Eitel alega proteção ao crime e critica ação do MPF na PB em proibir exibição da imagem de presos
Ex-secretário de Segurança Pública da Paraíba, o subprocurador da República Eitel Santiago criticou nesta quinta-feira (8) a recomendação adotada pelo chefe da Procuradoria da República na Paraíba, Duciran Farena, de proibir a exibição de imagens de presos no Estado.
Segundo ele, o crime é uma ação pública é não pode, em que pese a necessidade de se respeitar os limites da dignidade humana, ser acobertado. “A quem interessa a proteção da imagem de assaltantes de bancos, estupradores, assassinos, muitos pegos em flagrante delito?”, questiona Eitel, que já foi Corregedor Geral do Ministério Público Federal.
Ele disse que, muitas vezes, a exibição da imagem de um criminoso facilita que vítimas possam reconhece-lo como autor de outros crimes, facilitando as investigações policiais e judiciais.
“Essa história de aplicar os Direitos Humanos apenas para bandidos é uma ideologização errônea do combate ao crime”, disse.
Eitel Santiago lembrou ainda que o próprio Ministério Público Federal não aplica o mesmo rigor em proteção da imagem dos criminosos quando se trata de investigações patrocinadas pelos procuradores, especialmente contra sonegadores.
VEJA A VERSÃO DO MPF NA PARAÍBA
O Ministério Público Federal da Paraíba (MPF) expediu uma nova recomendação à Secretaria de Segurança do Estado proibindo a exposição pública de presos.

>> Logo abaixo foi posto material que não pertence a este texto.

//! In-memory transport for testing purposes.

use heapless::{Deque, Vec};

/// Error returned by [`MockTransport`] when a queue is full.
#[derive(Debug, Clone, Copy, PartialEq, Eq)]
#[cfg_attr(feature = "defmt", derive(defmt::Format))]
pub struct MockError;

impl core::fmt::Display for MockError {
    fn fmt(&self, f: &mut core::fmt::Formatter<'_>) -> core::fmt::Result {
        write!(f, "Mock transport full")
    }
}

impl core::error::Error for MockError {}

impl embedded_io::Error for MockError {
    fn kind(&self) -> embedded_io::ErrorKind {
        embedded_io::ErrorKind::OutOfMemory
    }
}

/// A transport reading from a queue of incoming bytes and recording written bytes.
///
/// Reading from an empty queue reports end of stream.
#[derive(Debug, Default)]
pub struct MockTransport<const N: usize> {
    incoming: Deque<u8, N>,
    written: Vec<u8, N>,
}

impl<const N: usize> MockTransport<N> {
    pub const fn new() -> Self {
        Self {
            incoming: Deque::new(),
            written: Vec::new(),
        }
    }

    /// Queues `bytes` for reading.
    pub fn feed(&mut self, bytes: &[u8]) -> Result<(), MockError> {
        for &byte in bytes {
            self.incoming.push_back(byte).map_err(|_| MockError)?;
        }

        Ok(())
    }

    /// Number of bytes left to read.
    pub fn pending(&self) -> usize {
        self.incoming.len()
    }

    pub fn written(&self) -> &[u8] {
        &self.written
    }

    pub fn clear_written(&mut self) {
        self.written.clear();
    }

    /// Moves the written bytes to the incoming queue.
    pub fn loop_back(&mut self) -> Result<(), MockError> {
        for &byte in self.written.iter() {
            self.incoming.push_back(byte).map_err(|_| MockError)?;
        }

        self.written.clear();

        Ok(())
    }

    fn pop_into(&mut self, buf: &mut [u8]) -> usize {
        let mut read = 0;

        for slot in buf.iter_mut() {
            match self.incoming.pop_front() {
                Some(byte) => {
                    *slot = byte;
                    read += 1;
                }
                None => break,
            }
        }

        read
    }

    fn push_from(&mut self, buf: &[u8]) -> Result<usize, MockError> {
        if buf.is_empty() {
            return Ok(0);
        }

        let mut written = 0;

        for &byte in buf {
            if self.written.push(byte).is_err() {
                break;
            }

            written += 1;
        }

        match written {
            0 => Err(MockError),
            _ => Ok(written),
        }
    }
}

impl<const N: usize> embedded_io::ErrorType for MockTransport<N> {
    type Error = MockError;
}

impl<const N: usize> embedded_io::Read for MockTransport<N> {
    fn read(&mut self, buf: &mut [u8]) -> Result<usize, Self::Error> {
        Ok(self.pop_into(buf))
    }
}

impl<const N: usize> embedded_io::ReadReady for MockTransport<N> {
    fn read_ready(&mut self) -> Result<bool, Self::Error> {
        Ok(!self.incoming.is_empty())
    }
}

impl<const N: usize> embedded_io::Write for MockTransport<N> {
    fn write(&mut self, buf: &[u8]) -> Result<usize, Self::Error> {
        self.push_from(buf)
    }

    fn flush(&mut self) -> Result<(), Self::Error> {
        Ok(())
    }
}

impl<const N: usize> embedded_io_async::Read for MockTransport<N> {
    async fn read(&mut self, buf: &mut [u8]) -> Result<usize, Self::Error> {
        Ok(self.pop_into(buf))
    }
}

impl<const N: usize> embedded_io_async::Write for MockTransport<N> {
    async fn write(&mut self, buf: &[u8]) -> Result<usize, Self::Error> {
        self.push_from(buf)
    }

    async fn flush(&mut self) -> Result<(), Self::Error> {
        Ok(())
    }
}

Em caso de descumprimento, será pedido o bloqueio dos repasses federais à SSP/PB.
Uma recomendação semelhante havia sido emitida em abril deste ano, mas o procurador Duciran Van Marsen Farena disse que foi descumprida.
A recomendação foi enviada ao secretário de Segurança Públcia, Gustavo Gominho. No texto, a exposição ou entrevista de presos só poderá ser divulgada mediante autorização por escrito do advogado do preso, defensor público, juiz ou membro do Ministério Público (promotor ou procurador).
Na recomendação, Duciran Farena ressalta que a Secretaria de Segurança deverá ter um controle centralizado dessas autorizações. Em caso de descumprimento, o MPF solicitará o bloqueio dos repasses de verbas federais destinadas à Segurança Pública.
Recomendação de idêntico teor foi encaminhada à Secretaria de Cidadania e Administração Penitenciária do Estado da Paraíba, tendo em vista a constatação de entrevistas e exposição pública de detentos no interior de estabelecimentos carcerários.
Duciran Farena frisou que “por outro lado, jamais foi exibida pela Secretaria, em qualquer dos casos identificados, nenhuma prova de que o preso houvesse dado seu consentimento prévio, antes da foto, exibição pública ou entrevista”.
O procurador afirmou que “para cada exposição ou entrevista, a secretaria deverá mostrar uma autorização escrita. A falta dessa autorização implicará na instauração de um procedimento interno, sindicância ou procedimento administrativo para apurar a responsabilidade dos policiais que permitiram a entrevista ou exibição não autorizada”.